*** Block opens ***

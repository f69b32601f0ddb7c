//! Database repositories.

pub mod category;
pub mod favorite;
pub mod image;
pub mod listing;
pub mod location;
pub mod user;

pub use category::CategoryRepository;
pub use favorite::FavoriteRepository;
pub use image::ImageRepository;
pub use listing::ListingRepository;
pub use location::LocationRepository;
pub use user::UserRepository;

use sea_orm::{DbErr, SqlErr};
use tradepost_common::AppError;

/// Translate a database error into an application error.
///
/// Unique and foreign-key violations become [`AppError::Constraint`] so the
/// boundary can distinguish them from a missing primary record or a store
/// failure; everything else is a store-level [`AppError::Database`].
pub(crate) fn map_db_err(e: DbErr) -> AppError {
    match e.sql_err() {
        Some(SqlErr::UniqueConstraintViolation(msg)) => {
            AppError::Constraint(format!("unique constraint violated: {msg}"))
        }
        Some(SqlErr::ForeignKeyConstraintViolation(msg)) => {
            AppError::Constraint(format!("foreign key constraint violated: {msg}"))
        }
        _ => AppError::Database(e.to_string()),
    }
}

*** Block closes ***
*** Block opens ***

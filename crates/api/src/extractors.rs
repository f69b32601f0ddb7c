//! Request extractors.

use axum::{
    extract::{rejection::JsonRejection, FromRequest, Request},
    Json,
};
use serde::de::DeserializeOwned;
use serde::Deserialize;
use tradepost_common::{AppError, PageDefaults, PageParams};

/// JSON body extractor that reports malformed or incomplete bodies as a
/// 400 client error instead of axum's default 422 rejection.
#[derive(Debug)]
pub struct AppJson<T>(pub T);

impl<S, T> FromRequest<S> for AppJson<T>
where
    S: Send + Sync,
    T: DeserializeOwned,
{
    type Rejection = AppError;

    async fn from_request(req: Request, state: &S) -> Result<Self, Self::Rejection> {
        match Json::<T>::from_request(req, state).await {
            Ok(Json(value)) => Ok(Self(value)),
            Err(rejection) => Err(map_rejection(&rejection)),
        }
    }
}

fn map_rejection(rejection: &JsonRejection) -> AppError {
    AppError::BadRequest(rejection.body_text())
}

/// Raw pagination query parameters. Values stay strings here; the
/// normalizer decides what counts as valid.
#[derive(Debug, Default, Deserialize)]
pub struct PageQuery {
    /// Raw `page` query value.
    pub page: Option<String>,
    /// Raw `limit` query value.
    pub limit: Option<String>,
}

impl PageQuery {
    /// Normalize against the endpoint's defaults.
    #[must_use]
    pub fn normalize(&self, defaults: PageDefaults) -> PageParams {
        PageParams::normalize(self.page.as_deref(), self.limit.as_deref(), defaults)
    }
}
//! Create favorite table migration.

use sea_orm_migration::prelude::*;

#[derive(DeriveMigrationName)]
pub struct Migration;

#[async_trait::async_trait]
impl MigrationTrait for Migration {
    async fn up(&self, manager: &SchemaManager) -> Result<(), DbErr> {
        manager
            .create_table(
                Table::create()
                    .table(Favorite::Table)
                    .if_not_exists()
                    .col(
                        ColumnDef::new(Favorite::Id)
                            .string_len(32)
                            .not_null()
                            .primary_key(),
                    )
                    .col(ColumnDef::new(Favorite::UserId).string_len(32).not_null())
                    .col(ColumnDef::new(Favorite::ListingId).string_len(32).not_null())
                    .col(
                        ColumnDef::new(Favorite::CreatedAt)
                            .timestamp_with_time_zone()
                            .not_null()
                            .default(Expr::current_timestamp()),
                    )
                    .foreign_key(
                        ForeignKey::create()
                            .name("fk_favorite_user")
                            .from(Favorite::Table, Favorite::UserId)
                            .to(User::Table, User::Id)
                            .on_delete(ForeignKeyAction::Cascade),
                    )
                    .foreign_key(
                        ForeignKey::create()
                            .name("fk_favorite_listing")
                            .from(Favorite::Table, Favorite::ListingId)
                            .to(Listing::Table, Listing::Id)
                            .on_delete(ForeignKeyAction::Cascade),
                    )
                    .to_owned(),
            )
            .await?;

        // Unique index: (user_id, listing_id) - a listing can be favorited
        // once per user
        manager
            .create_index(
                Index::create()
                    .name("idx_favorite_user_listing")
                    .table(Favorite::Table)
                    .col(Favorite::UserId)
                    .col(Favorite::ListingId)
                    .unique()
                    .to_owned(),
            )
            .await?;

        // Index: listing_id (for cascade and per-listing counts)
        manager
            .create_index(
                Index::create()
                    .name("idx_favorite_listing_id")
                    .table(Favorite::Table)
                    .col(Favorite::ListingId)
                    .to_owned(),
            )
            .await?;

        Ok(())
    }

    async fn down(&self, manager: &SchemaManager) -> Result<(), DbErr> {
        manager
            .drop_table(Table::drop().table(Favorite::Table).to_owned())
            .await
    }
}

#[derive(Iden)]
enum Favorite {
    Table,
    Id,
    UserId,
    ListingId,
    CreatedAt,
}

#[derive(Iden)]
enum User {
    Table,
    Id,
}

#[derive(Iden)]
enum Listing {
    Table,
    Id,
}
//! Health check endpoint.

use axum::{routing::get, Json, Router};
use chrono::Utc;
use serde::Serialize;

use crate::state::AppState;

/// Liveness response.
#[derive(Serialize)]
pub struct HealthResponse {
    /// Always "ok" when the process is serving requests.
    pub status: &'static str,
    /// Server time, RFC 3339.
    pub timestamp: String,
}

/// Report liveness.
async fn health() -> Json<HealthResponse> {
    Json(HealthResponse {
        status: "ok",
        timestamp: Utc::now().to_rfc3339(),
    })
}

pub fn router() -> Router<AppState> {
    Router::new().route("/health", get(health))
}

*** Block closes ***
*** Block opens ***

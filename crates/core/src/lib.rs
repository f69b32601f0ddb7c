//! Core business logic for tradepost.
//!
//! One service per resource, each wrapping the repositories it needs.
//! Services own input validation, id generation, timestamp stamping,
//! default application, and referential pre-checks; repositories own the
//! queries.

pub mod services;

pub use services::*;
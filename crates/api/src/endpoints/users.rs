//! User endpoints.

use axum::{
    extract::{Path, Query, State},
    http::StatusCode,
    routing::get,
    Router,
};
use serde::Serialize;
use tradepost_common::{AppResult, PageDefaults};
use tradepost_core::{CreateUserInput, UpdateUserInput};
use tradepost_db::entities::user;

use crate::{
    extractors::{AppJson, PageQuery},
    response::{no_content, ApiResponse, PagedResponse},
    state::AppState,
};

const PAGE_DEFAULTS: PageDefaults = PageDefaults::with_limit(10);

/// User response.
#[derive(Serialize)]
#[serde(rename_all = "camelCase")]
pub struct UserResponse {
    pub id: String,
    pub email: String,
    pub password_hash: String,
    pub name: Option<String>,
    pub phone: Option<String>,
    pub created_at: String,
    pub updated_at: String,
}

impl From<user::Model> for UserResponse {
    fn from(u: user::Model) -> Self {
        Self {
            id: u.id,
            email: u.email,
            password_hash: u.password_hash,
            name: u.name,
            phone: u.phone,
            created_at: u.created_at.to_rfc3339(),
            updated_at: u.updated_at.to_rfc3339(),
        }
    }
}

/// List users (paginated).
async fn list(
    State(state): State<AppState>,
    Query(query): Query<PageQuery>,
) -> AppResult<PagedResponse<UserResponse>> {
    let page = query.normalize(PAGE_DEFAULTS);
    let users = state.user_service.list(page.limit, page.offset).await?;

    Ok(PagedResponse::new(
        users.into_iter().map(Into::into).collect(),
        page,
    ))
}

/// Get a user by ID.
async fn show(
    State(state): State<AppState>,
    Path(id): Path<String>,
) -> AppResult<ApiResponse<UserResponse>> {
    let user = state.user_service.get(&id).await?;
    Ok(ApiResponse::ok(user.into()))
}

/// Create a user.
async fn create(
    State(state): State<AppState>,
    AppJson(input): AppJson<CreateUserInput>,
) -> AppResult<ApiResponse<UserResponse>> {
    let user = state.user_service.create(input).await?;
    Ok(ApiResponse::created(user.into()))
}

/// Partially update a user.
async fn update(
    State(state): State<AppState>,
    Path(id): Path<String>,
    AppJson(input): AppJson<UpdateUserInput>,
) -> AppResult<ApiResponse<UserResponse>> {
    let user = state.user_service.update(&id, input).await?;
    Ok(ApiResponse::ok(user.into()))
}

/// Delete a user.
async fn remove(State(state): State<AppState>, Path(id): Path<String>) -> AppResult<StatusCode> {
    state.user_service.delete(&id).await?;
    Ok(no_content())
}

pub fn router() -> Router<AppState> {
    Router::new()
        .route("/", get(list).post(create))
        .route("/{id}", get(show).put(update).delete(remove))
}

*** Block closes ***

→ To do
Show each line of the material that includes the string "application" by copying it.

→ Response box
/// Translate a database error into an application error.
//! default application, and referential pre-checks; repositories own the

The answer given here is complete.